### TASK PROMPT
Reproduce the data word for word, keeping every line complete.

(Extracted records)

________________________________________

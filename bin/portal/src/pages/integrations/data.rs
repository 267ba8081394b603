//! Load/clear panel for one credential bundle.

use super::server::load_integration_items;
use crate::error::portal_error;
use integrations_portal_core::{CredentialBundle, DataPanel, FetchResult, ItemCard, ResultView};
use leptos::prelude::*;
use leptos::task::spawn_local;

/// Loads and displays the items reachable with `bundle`.
///
/// The parent re-creates this component whenever the bundle changes, so
/// results from one credential never show under another.
#[component]
pub fn ItemsPanel(bundle: CredentialBundle) -> impl IntoView {
    let panel = RwSignal::new(DataPanel::default());
    let provider = bundle.provider;
    let credentials = bundle.credentials_json();

    let on_load = move |_| {
        let mut ticket = None;
        panel.update(|p| ticket = p.begin_load());
        let Some(ticket) = ticket else {
            return;
        };

        let credentials = credentials.clone();
        spawn_local(async move {
            let outcome = load_integration_items(provider, credentials)
                .await
                .map_err(|e| {
                    leptos::logging::error!("loading {provider} items failed: {e}");
                    portal_error(&e)
                });
            panel.try_update(|p| p.finish_load(ticket, outcome));
        });
    };

    let on_clear = move |_| panel.update(DataPanel::clear);

    view! {
        <div class="items-panel">
            <div class="panel-actions">
                <button
                    class="primary-btn"
                    disabled=move || panel.with(DataPanel::is_loading)
                    on:click=on_load
                >
                    {move || if panel.with(DataPanel::is_loading) { "Loading..." } else { "Load Data" }}
                </button>
                <button class="secondary-btn" on:click=on_clear>
                    "Clear Data"
                </button>
            </div>
            {move || {
                panel.with(|p| p.error().map(str::to_string))
                    .map(|message| view! { <div class="alert alert-error">{message}</div> })
            }}
            {move || panel.with(|p| p.result().cloned()).map(|result| view! { <ResultDisplay result/> })}
        </div>
    }
}

/// Renders a fetch result as cards or as pretty-printed JSON.
#[component]
fn ResultDisplay(result: FetchResult) -> impl IntoView {
    let body = match result.view() {
        ResultView::Cards(cards) => view! {
            <div class="item-list">
                {cards.into_iter().map(|card| view! { <ItemCardView card/> }).collect_view()}
            </div>
        }
        .into_any(),
        ResultView::Text(text) => view! {
            <textarea class="raw-result" rows="12" readonly prop:value=text></textarea>
        }
        .into_any(),
    };

    view! {
        <div class="result">
            <h3>{result.heading()}</h3>
            {body}
        </div>
    }
}

#[component]
fn ItemCardView(card: ItemCard) -> impl IntoView {
    view! {
        <div class="item-card">
            <h4>{card.title}</h4>
            <p>"ID: " {card.id}</p>
            <p>"Type: " {card.item_type}</p>
            {card.parent_id.map(|id| view! { <p>"Parent ID: " {id}</p> })}
            {card.created.map(|at| view! { <p>"Created: " {at}</p> })}
            {card.modified.map(|at| view! { <p>"Modified: " {at}</p> })}
        </div>
    }
}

________________________________________

### RESULT OF THIS TASK
filename bin/portal/src/pages/integrations/data.rs
repository 267ba8081394b603
//! Load/clear panel for one credential bundle.

use super::server::load_integration_items;
use crate::error::portal_error;
use integrations_portal_core::{CredentialBundle, DataPanel, FetchResult, ItemCard, ResultView};
use leptos::prelude::*;
use leptos::task::spawn_local;

/// Loads and displays the items reachable with `bundle`.
///
/// The parent re-creates this component whenever the bundle changes, so
/// results from one credential never show under another.
#[component]
pub fn ItemsPanel(bundle: CredentialBundle) -> impl IntoView {
    let panel = RwSignal::new(DataPanel::default());
    let provider = bundle.provider;
    let credentials = bundle.credentials_json();

    let on_load = move |_| {
        let mut ticket = None;
        panel.update(|p| ticket = p.begin_load());
        let Some(ticket) = ticket else {
            return;
        };

        let credentials = credentials.clone();
        spawn_local(async move {
            let outcome = load_integration_items(provider, credentials)
                .await
                .map_err(|e| {
                    leptos::logging::error!("loading {provider} items failed: {e}");
                    portal_error(&e)
                });
            panel.try_update(|p| p.finish_load(ticket, outcome));
        });
    };

    let on_clear = move |_| panel.update(DataPanel::clear);

    view! {
        <div class="items-panel">
            <div class="panel-actions">
                <button
                    class="primary-btn"
                    disabled=move || panel.with(DataPanel::is_loading)
                    on:click=on_load
                >
                    {move || if panel.with(DataPanel::is_loading) { "Loading..." } else { "Load Data" }}
                </button>
                <button class="secondary-btn" on:click=on_clear>
                    "Clear Data"
                </button>
            </div>
            {move || {
                panel.with(|p| p.error().map(str::to_string))
                    .map(|message| view! { <div class="alert alert-error">{message}</div> })
            }}
            {move || panel.with(|p| p.result().cloned()).map(|result| view! { <ResultDisplay result/> })}
        </div>
    }
}

/// Renders a fetch result as cards or as pretty-printed JSON.
#[component]
fn ResultDisplay(result: FetchResult) -> impl IntoView {
    let body = match result.view() {
        ResultView::Cards(cards) => view! {
            <div class="item-list">
                {cards.into_iter().map(|card| view! { <ItemCardView card/> }).collect_view()}
            </div>
        }
        .into_any(),
        ResultView::Text(text) => view! {
            <textarea class="raw-result" rows="12" readonly prop:value=text></textarea>
        }
        .into_any(),
    };

    view! {
        <div class="result">
            <h3>{result.heading()}</h3>
            {body}
        </div>
    }
}

#[component]
fn ItemCardView(card: ItemCard) -> impl IntoView {
    view! {
        <div class="item-card">
            <h4>{card.title}</h4>
            <p>"ID: " {card.id}</p>
            <p>"Type: " {card.item_type}</p>
            {card.parent_id.map(|id| view! { <p>"Parent ID: " {id}</p> })}
            {card.created.map(|at| view! { <p>"Created: " {at}</p> })}
            {card.modified.map(|at| view! { <p>"Modified: " {at}</p> })}
        </div>
    }
}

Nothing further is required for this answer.